2) How would stratospheric geoengineering affect the planet's ocean and long-term climate? Long-term changes of climate forced by stratospheric geoengineering would be controlled to a large extent by the responses of ocean temperature and circulation. How will the frequencies of El Niño and La Niña change during geoengineering? Will a cooling signal propagate deep into the ocean, as has been observed and modeled after volcanic eruptions, and how will this affect the long-term climate response to geoengineering?
3) Are there strategies of sulfur injection into the stratosphere with particular latitudinal and seasonal patterns that can produce desirable climate changes while avoiding undesirable ones? For example, could spring and summer high-latitude injections maximize the cooling effect at high latitudes, while avoiding lower latitude precipitation impacts and wasteful winter injection when there is little sunlight?
4) How would the changes in climate that result from stratospheric geoengineering affect food production? For example, if there is a reduction of summer precipitation over India and China, accompanied by cooling and less insolation, what would be the net effect on crop production?
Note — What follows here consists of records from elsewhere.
/*! Synonym aggregation.

Folds a [Group] of entries sharing one Wikidata id into one canonical [Entry]:

1. synonyms: union of every member's synonyms and term, case-sensitive, in group order
1. canonical term: see [terms::canonical_term]
1. description: longest non-empty one wins
1. Wikipedia URL: first one, unless several distinct URLs exist and one of them
   matches the canonical term exactly
1. history: members' histories concatenated and sorted by timestamp, plus one
   `merged` (or `normalized` for singletons) record

Merging is idempotent in content, not in version number.
!*/
use std::collections::BTreeSet;

use itertools::Itertools;
use log::{debug, warn};

use super::group::{Group, Partition};
use super::terms;
use crate::entry::history::changes;
use crate::entry::{Entry, HistoryAction, HistoryRecord, Status};

/// Merge every group of `partition`, in store order of first appearance.
pub fn merge_all(partition: Partition) -> Vec<Entry> {
    partition
        .into_ordered_groups()
        .into_iter()
        .filter_map(merge_group)
        .collect()
}

/// Merge one group. `None` only for an empty group.
pub fn merge_group(group: Group) -> Option<Entry> {
    merge(group.members)
}

/// Fold `members` (all sharing one id, or a singleton) into one entry.
pub fn merge(members: Vec<Entry>) -> Option<Entry> {
    let first = members.first()?;

    let mut synonyms = collect_synonyms(&members);
    let canonical = terms::canonical_term(&synonyms)
        .map(str::to_string)
        .unwrap_or_else(|| first.term.clone());
    if synonyms.is_empty() {
        warn!("no usable term in group of `{}`, keeping it as only synonym", canonical);
        synonyms.push(canonical.clone());
    }

    let search_term = members
        .iter()
        .find(|m| terms::normalize_term(&m.term) == canonical)
        .unwrap_or(first)
        .search_term
        .trim()
        .to_string();
    let search_term = if search_term.is_empty() {
        canonical.clone()
    } else {
        search_term
    };

    let wikipedia_url = reconcile_url(&members, &canonical);
    let description_html = best_description(&members);

    let status = if members.iter().all(Entry::is_hidden) {
        Status::Hidden
    } else {
        match members.iter().find(|m| !m.is_hidden()).map(|m| m.status) {
            Some(Status::Processing) | None => Status::Unprocessed,
            Some(status) => status,
        }
    };

    let processed_features: BTreeSet<String> = members
        .iter()
        .flat_map(|m| m.processed_features.iter().cloned())
        .collect();
    let selected_options: Vec<String> = members
        .iter()
        .flat_map(|m| m.selected_options.iter().cloned())
        .unique()
        .collect();
    let disambiguation_options = members
        .iter()
        .map(|m| &m.disambiguation_options)
        .find(|opts| !opts.is_empty())
        .cloned()
        .unwrap_or_default();

    let version = members.iter().map(Entry::version).max().unwrap_or(1) + 1;
    let mut history: Vec<HistoryRecord> = members
        .iter()
        .flat_map(|m| m.history().iter().cloned())
        .collect();
    history.sort_by_key(|r| r.timestamp);

    let (action, record_changes) = if members.len() > 1 {
        let merged_terms: Vec<String> = members.iter().map(|m| m.term.clone()).collect();
        (
            HistoryAction::Merged,
            changes([
                ("canonical_term", serde_json::Value::from(canonical.clone())),
                ("merged_terms", serde_json::Value::from(merged_terms)),
            ]),
        )
    } else {
        (HistoryAction::Normalized, Default::default())
    };
    history.push(HistoryRecord::new(version, action, record_changes));

    debug!(
        "merged {} entr{} into `{}` ({} synonyms)",
        members.len(),
        if members.len() == 1 { "y" } else { "ies" },
        canonical,
        synonyms.len()
    );

    let mut merged = Entry::new(canonical)
        .with_search_term(search_term)
        .with_wikidata_id(first.wikidata_id.clone())
        .with_wikipedia_url(wikipedia_url)
        .with_description(description_html)
        .with_image_url(members.iter().find_map(|m| m.image_url.clone()));
    merged.synonyms = synonyms;
    merged.status = status;
    merged.processed_features = processed_features;
    merged.category = members.iter().find_map(|m| m.category);
    merged.hide_reason = members.iter().find_map(|m| m.hide_reason);
    merged.disambiguation_options = disambiguation_options;
    merged.selected_options = selected_options;
    merged.restore(version, history);

    Some(merged)
}

/// Union of synonyms then term of every member, normalized, first occurrence kept.
fn collect_synonyms(members: &[Entry]) -> Vec<String> {
    members
        .iter()
        .flat_map(|m| m.synonyms.iter().chain(std::iter::once(&m.term)))
        .map(|t| terms::normalize_term(t))
        .filter(|t| !t.is_empty())
        .unique()
        .collect()
}

/// Longest non-empty description, first one on ties.
fn best_description(members: &[Entry]) -> Option<String> {
    members
        .iter()
        .filter_map(|m| m.description_html.as_deref())
        .filter(|d| !d.trim().is_empty())
        .fold(None, |best: Option<&str>, d| match best {
            Some(b) if b.len() >= d.len() => Some(b),
            _ => Some(d),
        })
        .map(str::to_string)
}

fn reconcile_url(members: &[Entry], canonical: &str) -> Option<String> {
    let urls: Vec<&str> = members
        .iter()
        .filter_map(|m| m.wikipedia_url.as_deref())
        .map(str::trim)
        .filter(|u| !u.is_empty())
        .unique()
        .collect();

    if urls.len() > 1 {
        let id = members[0]
            .wikidata_id
            .as_ref()
            .map(|id| id.to_string())
            .unwrap_or_default();
        warn!(
            "{} distinct Wikipedia URLs under Wikidata id {}: {}",
            urls.len(),
            id,
            urls.iter().join(", ")
        );
        if let Some(exact) = urls
            .iter()
            .find(|u| terms::page_title_from_url(u).as_deref() == Some(canonical))
        {
            return Some(exact.to_string());
        }
    }

    urls.first().map(|u| u.to_string())
}

#[cfg(test)]
mod tests {
    use super::*;
    use crate::processing::group::partition;

    fn entry(term: &str, id: Option<&str>) -> Entry {
        Entry::new(term).with_wikidata_id(id.map(|i| i.parse().unwrap()))
    }

    #[test]
    fn climate_change_scenario() {
        let p = partition(vec![
            entry("Climate Change", Some("Q7942")),
            entry("climate change", Some("Q7942")),
            entry("global warming", Some("Q7942")),
        ]);
        let merged = merge_all(p);
        assert_eq!(merged.len(), 1);
        let m = &merged[0];
        assert_eq!(m.term, "Climate Change");
        assert_eq!(
            m.synonyms,
            vec!["Climate Change", "climate change", "global warming"]
        );
        assert_eq!(m.wikidata_id.as_ref().unwrap().as_str(), "Q7942");
    }

    #[test]
    fn merge_is_idempotent_in_content() {
        let once = merge(vec![
            entry("sea level rise", Some("Q1")).with_description(Some("<p>short</p>".into())),
            entry("Sea level rise", Some("Q1"))
                .with_description(Some("<p>a much longer one</p>".into())),
        ])
        .unwrap();
        let twice = merge(vec![once.clone()]).unwrap();

        assert_eq!(once.synonyms, twice.synonyms);
        assert_eq!(once.term, twice.term);
        assert_eq!(once.description_html, twice.description_html);
        assert_eq!(twice.version(), once.version() + 1);
        assert_eq!(twice.history().last().unwrap().action, HistoryAction::Normalized);
    }

    #[test]
    fn longest_description_wins() {
        let m = merge(vec![
            entry("a", Some("Q1")).with_description(Some("<p>abc</p>".into())),
            entry("b", Some("Q1")).with_description(Some("<p>abcdef</p>".into())),
            entry("c", Some("Q1")).with_description(Some("<p>xyzabc</p>".into())),
        ])
        .unwrap();
        assert_eq!(m.description_html.as_deref(), Some("<p>abcdef</p>"));

        let m = merge(vec![entry("a", Some("Q1")), entry("b", Some("Q1"))]).unwrap();
        assert_eq!(m.description_html, None);
    }

    #[test]
    fn url_prefers_canonical_casing() {
        let m = merge(vec![
            entry("ocean acidification", Some("Q2"))
                .with_wikipedia_url(Some("https://en.wikipedia.org/wiki/Acidification".into())),
            entry("Ocean acidification", Some("Q2")).with_wikipedia_url(Some(
                "https://en.wikipedia.org/wiki/Ocean_acidification".into(),
            )),
        ])
        .unwrap();
        assert_eq!(m.term, "Ocean acidification");
        assert_eq!(
            m.wikipedia_url.as_deref(),
            Some("https://en.wikipedia.org/wiki/Ocean_acidification")
        );
    }

    #[test]
    fn url_falls_back_to_first() {
        let m = merge(vec![
            entry("b", Some("Q3")),
            entry("c", Some("Q3")).with_wikipedia_url(Some("https://en.wikipedia.org/wiki/C".into())),
        ])
        .unwrap();
        assert_eq!(m.wikipedia_url.as_deref(), Some("https://en.wikipedia.org/wiki/C"));
    }

    #[test]
    fn history_and_version() {
        let mut a = entry("a", Some("Q5"));
        a.record(HistoryAction::AddedFeature, changes([("feature", "wikipedia")]));
        let b = entry("b", Some("Q5"));
        let expected_len = a.history().len() + b.history().len() + 1;

        let m = merge(vec![a, b]).unwrap();
        assert_eq!(m.version(), 3);
        assert_eq!(m.history().len(), expected_len);
        assert!(m
            .history()
            .windows(2)
            .all(|w| w[0].timestamp <= w[1].timestamp));
        let last = m.history().last().unwrap();
        assert_eq!(last.action, HistoryAction::Merged);
        assert_eq!(last.version, 3);
    }

    #[test]
    fn singleton_passes_through() {
        let e = entry("cutx", None);
        let m = merge(vec![e.clone()]).unwrap();
        assert_eq!(m.term, "cutx");
        assert_eq!(m.synonyms, vec!["cutx"]);
        assert_eq!(m.version(), 2);
        assert_eq!(m.history().len(), e.history().len() + 1);
        assert_eq!(&m.history()[..1], e.history());
    }

    #[test]
    fn features_union_and_status() {
        let mut a = entry("a", Some("Q9"));
        a.processed_features.insert("wikipedia".into());
        a.status = Status::Hidden;
        let mut b = entry("b", Some("Q9"));
        b.status = Status::Processed;
        let m = merge(vec![a, b]).unwrap();
        assert!(m.has_feature("wikipedia"));
        assert_eq!(m.status, Status::Processed);
    }

    #[test]
    fn empty_group() {
        assert!(merge(vec![]).is_none());
    }

    #[test]
    fn blank_terms_still_leave_one_synonym() {
        let m = merge(vec![entry(" ", None)]).unwrap();
        assert_eq!(m.synonyms.len(), 1);
        assert_eq!(m.synonyms[0], m.term);
    }
}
These questions are addressed using in-house climate model experiments using models capable of representing the emission and subsequent transport and chemical processes through which aerosols form, grow, circulate and interact chemically and radiatively until they are removed from the atmosphere. In addition to the in-house modeling effort, the research includes analysis of model output from the Geoengineering Model Intercomparison Project (GeoMIP), which the researcher organized under a previous NSF award. GeoMIP consists of a set of geoengineering experiments conducted at over a dozen modeling centers worldwide. The experiments differ in the amount and timing of assumed greenhouse gas increase and counteracting SRM effort. The GeoMIP activity will serve to determine whether the reductions in monsoon precipitation found in previous studies are a robust behavior that can be reproduced across a variety of climate models with different formulations of physics, dynamics, and atmospheric chemistry. The potential reduction in food production due to reduced monsoon rainfall will be addressed through crop modeling simulations using the Decision Support System for Agrotechnology Transfer (DSSAT) model, which will be driven by output from climate models.
The broader impacts of this project stem from the need for studies such as this one to inform policy makers and the public regarding the potential costs and benefits of geoengineering schemes.